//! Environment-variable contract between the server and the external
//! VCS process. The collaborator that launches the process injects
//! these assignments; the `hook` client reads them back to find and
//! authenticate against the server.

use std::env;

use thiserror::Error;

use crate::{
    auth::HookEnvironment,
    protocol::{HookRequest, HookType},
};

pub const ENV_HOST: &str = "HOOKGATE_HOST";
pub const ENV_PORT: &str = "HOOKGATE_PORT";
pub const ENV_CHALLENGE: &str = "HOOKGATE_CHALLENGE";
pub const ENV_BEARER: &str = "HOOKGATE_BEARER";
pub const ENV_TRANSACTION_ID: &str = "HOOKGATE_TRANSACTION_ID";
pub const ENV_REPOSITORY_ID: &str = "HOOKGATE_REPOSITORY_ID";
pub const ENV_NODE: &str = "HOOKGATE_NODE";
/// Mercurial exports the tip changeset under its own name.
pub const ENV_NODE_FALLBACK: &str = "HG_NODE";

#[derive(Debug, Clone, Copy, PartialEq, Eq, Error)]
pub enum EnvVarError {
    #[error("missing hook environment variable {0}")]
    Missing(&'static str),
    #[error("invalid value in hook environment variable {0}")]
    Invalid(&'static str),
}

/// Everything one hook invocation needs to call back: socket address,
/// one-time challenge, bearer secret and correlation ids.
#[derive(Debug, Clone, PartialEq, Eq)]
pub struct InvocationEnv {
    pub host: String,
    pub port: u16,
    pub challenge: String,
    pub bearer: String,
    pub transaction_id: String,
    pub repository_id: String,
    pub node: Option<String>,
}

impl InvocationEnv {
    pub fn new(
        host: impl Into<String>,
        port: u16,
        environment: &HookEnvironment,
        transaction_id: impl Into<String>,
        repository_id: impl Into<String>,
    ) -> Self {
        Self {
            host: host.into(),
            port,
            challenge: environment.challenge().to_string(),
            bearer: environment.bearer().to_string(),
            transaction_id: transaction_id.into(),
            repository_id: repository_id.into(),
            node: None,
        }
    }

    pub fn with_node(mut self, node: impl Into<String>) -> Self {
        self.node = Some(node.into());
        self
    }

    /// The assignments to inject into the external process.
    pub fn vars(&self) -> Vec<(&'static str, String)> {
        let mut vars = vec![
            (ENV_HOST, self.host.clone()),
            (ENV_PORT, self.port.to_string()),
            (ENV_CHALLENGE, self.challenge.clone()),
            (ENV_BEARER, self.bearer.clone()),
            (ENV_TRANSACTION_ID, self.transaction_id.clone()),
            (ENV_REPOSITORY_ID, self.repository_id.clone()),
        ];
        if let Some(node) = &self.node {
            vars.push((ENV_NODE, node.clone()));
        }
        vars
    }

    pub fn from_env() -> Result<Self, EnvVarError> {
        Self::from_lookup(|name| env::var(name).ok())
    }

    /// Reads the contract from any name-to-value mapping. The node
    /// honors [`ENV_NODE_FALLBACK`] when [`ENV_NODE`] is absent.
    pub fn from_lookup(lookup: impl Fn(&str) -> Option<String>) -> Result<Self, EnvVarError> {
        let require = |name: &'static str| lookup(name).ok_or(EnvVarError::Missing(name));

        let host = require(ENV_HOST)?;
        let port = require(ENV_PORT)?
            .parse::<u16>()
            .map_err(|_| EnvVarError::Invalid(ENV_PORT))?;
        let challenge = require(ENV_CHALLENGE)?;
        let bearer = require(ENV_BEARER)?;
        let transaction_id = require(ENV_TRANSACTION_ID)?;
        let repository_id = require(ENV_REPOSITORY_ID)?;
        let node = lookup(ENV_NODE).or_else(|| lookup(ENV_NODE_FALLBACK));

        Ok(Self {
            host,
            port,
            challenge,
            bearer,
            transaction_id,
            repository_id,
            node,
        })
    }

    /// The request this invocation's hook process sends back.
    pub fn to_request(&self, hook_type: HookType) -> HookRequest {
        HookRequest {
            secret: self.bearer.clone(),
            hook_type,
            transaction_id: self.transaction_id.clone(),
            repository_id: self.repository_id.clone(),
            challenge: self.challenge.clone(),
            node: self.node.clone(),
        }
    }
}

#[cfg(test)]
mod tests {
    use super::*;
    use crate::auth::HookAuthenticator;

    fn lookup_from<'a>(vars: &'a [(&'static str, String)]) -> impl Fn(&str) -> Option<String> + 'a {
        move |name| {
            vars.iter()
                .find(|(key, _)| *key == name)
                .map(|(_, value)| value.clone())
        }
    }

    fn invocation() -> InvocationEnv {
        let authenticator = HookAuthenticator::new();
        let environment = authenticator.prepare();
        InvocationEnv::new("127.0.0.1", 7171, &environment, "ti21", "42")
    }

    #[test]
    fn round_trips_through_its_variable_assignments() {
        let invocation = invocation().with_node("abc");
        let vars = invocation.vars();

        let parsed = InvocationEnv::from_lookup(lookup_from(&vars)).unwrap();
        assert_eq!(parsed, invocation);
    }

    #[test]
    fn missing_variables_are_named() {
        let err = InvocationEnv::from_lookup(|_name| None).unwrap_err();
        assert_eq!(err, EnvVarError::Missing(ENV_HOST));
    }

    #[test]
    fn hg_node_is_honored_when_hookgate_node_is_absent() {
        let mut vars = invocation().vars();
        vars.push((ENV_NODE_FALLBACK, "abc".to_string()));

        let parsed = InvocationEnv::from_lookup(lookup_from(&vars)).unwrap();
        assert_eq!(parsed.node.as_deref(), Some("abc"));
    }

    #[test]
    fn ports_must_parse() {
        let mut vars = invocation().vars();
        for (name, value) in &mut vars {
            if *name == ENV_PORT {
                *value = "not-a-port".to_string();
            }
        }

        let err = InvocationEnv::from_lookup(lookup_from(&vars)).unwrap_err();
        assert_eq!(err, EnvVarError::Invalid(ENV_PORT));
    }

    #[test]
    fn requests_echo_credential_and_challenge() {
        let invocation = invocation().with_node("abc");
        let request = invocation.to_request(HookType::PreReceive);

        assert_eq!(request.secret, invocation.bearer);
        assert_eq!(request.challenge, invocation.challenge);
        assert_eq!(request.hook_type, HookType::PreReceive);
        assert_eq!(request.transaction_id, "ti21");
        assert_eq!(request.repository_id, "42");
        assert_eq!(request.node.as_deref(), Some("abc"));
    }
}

□ □ □

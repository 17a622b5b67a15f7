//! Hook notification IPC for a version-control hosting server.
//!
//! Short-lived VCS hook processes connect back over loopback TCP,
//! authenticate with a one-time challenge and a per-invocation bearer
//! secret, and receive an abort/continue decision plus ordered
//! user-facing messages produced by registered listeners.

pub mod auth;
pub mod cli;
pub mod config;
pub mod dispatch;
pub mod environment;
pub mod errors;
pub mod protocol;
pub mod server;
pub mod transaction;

□ □ □

For each line in the entries that holds "Option", return that line.

    pub node: Option<String>,
    pub fn from_lookup(lookup: impl Fn(&str) -> Option<String>) -> Result<Self, EnvVarError> {
    fn lookup_from<'a>(vars: &'a [(&'static str, String)]) -> impl Fn(&str) -> Option<String> + 'a {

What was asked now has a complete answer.